They have a visual language that's not changed for decades and just works.
I prefer tiling window managers with no decorations, but whenever I have an app that doesn't play nice with xmonad I open an xfce x server and do my work there.
Absolutely categorically false: I daily-drove such a config on openSUSE for 4 years, 9-5 Mon-Fri.
One portrait, one landscape: fine. 2 portrait flanking one landscape: fine. Laptop + 2 external displays, 1 big in portrait, 1 small in landscape: fine. 2 screens, vertically stacked: fine. 2 side-by-side, one big one small: fine.
Everything works exactly as expected. Panels stay put. Some apps can't remember their positions but they can't on any WM or desktop.
Very dissimilar resolutions gets tricky but that's down to Xinerama not Xfce.
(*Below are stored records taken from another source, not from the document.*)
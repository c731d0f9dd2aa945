//! Registry of per-handler rules and exemptions.
//!
//! Handlers are identified by explicit [`HandlerId`] handles issued at route
//! setup, never by function identity. The registry is filled once before
//! serving and then shared read-only (behind an `Arc`) with the limiter.

use std::collections::{HashMap, HashSet};
use std::sync::Arc;

use crate::rule::Rule;
use tracing::{debug, warn};

/// Opaque handle for a registered handler, issued by [`Registry::handler`].
#[derive(Debug, Clone, Copy, PartialEq, Eq, Hash, PartialOrd, Ord)]
pub struct HandlerId(u64);

/// Per-handler rule lists plus the exemption set.
///
/// Exemption always wins: an exempt handler is never checked, whatever rules
/// are registered for it.
///
/// Handler ids come from the registry's own counter, so it is shared through
/// an `Arc` rather than cloned.
#[derive(Debug, Default)]
pub struct Registry {
    next_id: u64,
    rules: HashMap<HandlerId, Vec<Arc<Rule>>>,
    exempt: HashSet<HandlerId>,
}

impl Registry {
    pub fn new() -> Self {
        Self::default()
    }

    /// Issue a fresh handle.
    pub fn handler(&mut self) -> HandlerId {
        let id = HandlerId(self.next_id);
        self.next_id += 1;
        id
    }

    /// Append `rule` to the handler's list. Insertion order is evaluation order.
    pub fn register(&mut self, id: HandlerId, rule: Rule) {
        if self.exempt.contains(&id) {
            warn!(target: "quotagate::registry", handler = ?id, "rule registered on an exempt handler; it will never be evaluated");
        }
        self.rules.entry(id).or_default().push(Arc::new(rule));
    }

    /// Move everything registered under `from` to `to`.
    ///
    /// Used when a handler is wrapped again and gets a new handle: the old
    /// rules are placed ahead of any rules already on `to`, so stacked
    /// declarations accumulate. Exemption moves along.
    pub fn rebind(&mut self, from: HandlerId, to: HandlerId) {
        if from == to {
            return;
        }
        if let Some(mut moved) = self.rules.remove(&from) {
            debug!(target: "quotagate::registry", from = ?from, to = ?to, rules = moved.len(), "rebinding handler rules");
            if let Some(existing) = self.rules.remove(&to) {
                moved.extend(existing);
            }
            self.rules.insert(to, moved);
        }
        if self.exempt.remove(&from) {
            self.exempt.insert(to);
        }
    }

    /// Never check this handler.
    pub fn exempt(&mut self, id: HandlerId) {
        self.exempt.insert(id);
    }

    pub fn is_exempt(&self, id: HandlerId) -> bool {
        self.exempt.contains(&id)
    }

    /// Rules registered for the handler; empty when none.
    pub fn lookup(&self, id: HandlerId) -> &[Arc<Rule>] {
        self.rules.get(&id).map(Vec::as_slice).unwrap_or(&[])
    }

    /// Start a registration record for `handler`; see [`HandlerRegistration`].
    pub fn declare<H>(&mut self, handler: H) -> HandlerRegistration<'_, H> {
        let id = self.handler();
        HandlerRegistration { registry: self, id, handler }
    }
}

/// Builder attaching rules to one handler.
///
/// ```
/// use quotagate::{Registry, Rule};
///
/// let mut registry = Registry::new();
/// let list_books = registry
///     .declare("list_books")
///     .limit(Rule::new("100/minute").unwrap())
///     .limit(Rule::new("1000/day").unwrap().scope("books-daily"))
///     .finish();
/// assert_eq!(registry.lookup(list_books.id).len(), 2);
/// ```
#[must_use = "call finish() to obtain the handler's id"]
pub struct HandlerRegistration<'a, H> {
    registry: &'a mut Registry,
    id: HandlerId,
    handler: H,
}

impl<'a, H> HandlerRegistration<'a, H> {
    /// Stack another rule; rules evaluate in the order they were added.
    pub fn limit(self, rule: Rule) -> Self {
        self.registry.register(self.id, rule);
        self
    }

    /// Exclude the handler from rate limiting.
    pub fn exempt(self) -> Self {
        self.registry.exempt(self.id);
        self
    }

    /// Hand back the handler together with its id.
    pub fn finish(self) -> Registered<H> {
        Registered { id: self.id, handler: self.handler }
    }
}

/// A handler paired with the id its rules are registered under.
#[derive(Debug, Clone)]
pub struct Registered<H> {
    pub id: HandlerId,
    pub handler: H,
}

#[cfg(test)]
mod tests {
    use super::*;
    use std::sync::Mutex;
    use tracing_subscriber::fmt::writer::BoxMakeWriter;
    use tracing_subscriber::fmt::MakeWriter;

    #[derive(Clone)]
    struct SharedWriter(Arc<Mutex<Vec<u8>>>);

    impl<'a> MakeWriter<'a> for SharedWriter {
        type Writer = SharedGuard;
        fn make_writer(&'a self) -> Self::Writer {
            SharedGuard(self.0.clone())
        }
    }

    struct SharedGuard(Arc<Mutex<Vec<u8>>>);
    impl std::io::Write for SharedGuard {
        fn write(&mut self, buf: &[u8]) -> std::io::Result<usize> {
            let mut guard = self.0.lock().unwrap();
            guard.extend_from_slice(buf);
            Ok(buf.len())
        }
        fn flush(&mut self) -> std::io::Result<()> {
            Ok(())
        }
    }

    fn rule(expr: &str) -> Rule {
        Rule::new(expr).unwrap()
    }

    fn amounts(registry: &Registry, id: HandlerId) -> Vec<u64> {
        registry
            .lookup(id)
            .iter()
            .map(|r| match r.limit_source() {
                crate::rule::LimitSource::Static(limits) => limits[0].amount(),
                crate::rule::LimitSource::Dynamic(_) => 0,
            })
            .collect()
    }

    #[test]
    fn register_appends_in_order() {
        let mut registry = Registry::new();
        let id = registry.handler();
        let other = registry.handler();
        assert_ne!(id, other);

        registry.register(id, rule("1/day"));
        registry.register(id, rule("5/day"));
        assert_eq!(amounts(&registry, id), vec![1, 5]);
        assert!(registry.lookup(other).is_empty());
    }

    #[test]
    fn rebind_accumulates_stacked_declarations() {
        let mut registry = Registry::new();
        let inner = registry.handler();
        let outer = registry.handler();
        registry.register(inner, rule("1/second"));
        registry.register(outer, rule("2/second"));

        registry.rebind(inner, outer);
        assert!(registry.lookup(inner).is_empty());
        assert_eq!(amounts(&registry, outer), vec![1, 2]);

        let third = registry.handler();
        registry.exempt(outer);
        registry.rebind(outer, third);
        assert!(registry.is_exempt(third));
        assert!(!registry.is_exempt(outer));
    }

    #[test]
    fn declare_builds_registration_record() {
        let mut registry = Registry::new();
        let health = registry.declare(|| "ok").exempt().finish();
        let books = registry.declare("books").limit(rule("3/minute")).finish();

        assert!(registry.is_exempt(health.id));
        assert_eq!((health.handler)(), "ok");
        assert_eq!(books.handler, "books");
        assert_eq!(amounts(&registry, books.id), vec![3]);
    }

    #[test]
    fn register_on_exempt_handler_warns() {
        let buffer = Arc::new(Mutex::new(Vec::new()));
        let writer = SharedWriter(buffer.clone());
        let subscriber = tracing_subscriber::fmt()
            .with_writer(BoxMakeWriter::new(writer))
            .with_target(true)
            .without_time()
            .finish();
        let _guard = tracing::subscriber::set_default(subscriber);

        let mut registry = Registry::new();
        let id = registry.handler();
        registry.exempt(id);
        registry.register(id, rule("1/day"));

        assert!(registry.is_exempt(id), "exemption still wins");
        let logs = String::from_utf8(buffer.lock().unwrap().clone()).unwrap();
        assert!(logs.contains("rule registered on an exempt handler"), "logs: {logs}");
    }
}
It's true on all X11 desktops.
Xfce can do fractional scaling on a per-display basis to get on-screen features the same size, but it results in some displays getting slightly blurry. Tolerable for short-term use but not all day every day, for me.
But Xfce is 100% usable in heterogenous multihead and indeed handles this as well or better than almost any other mainstream X11-based desktop.
I very recently upgraded from a dual fullhd to a dual 4k setup and I was genuinely surprised how little problems I had setting everything up to the high DPI displays. I am genuinely interested in hearing what pitfalls might still await me.
It doesn't affect all monitors, but some DPIs really don't play well with X. The fractional scaling you get on Wayland leads to some element of blur instead, but that's a far lesser evil, the jank is a bigger issue IMO.
Once you've set it up it works pretty well though.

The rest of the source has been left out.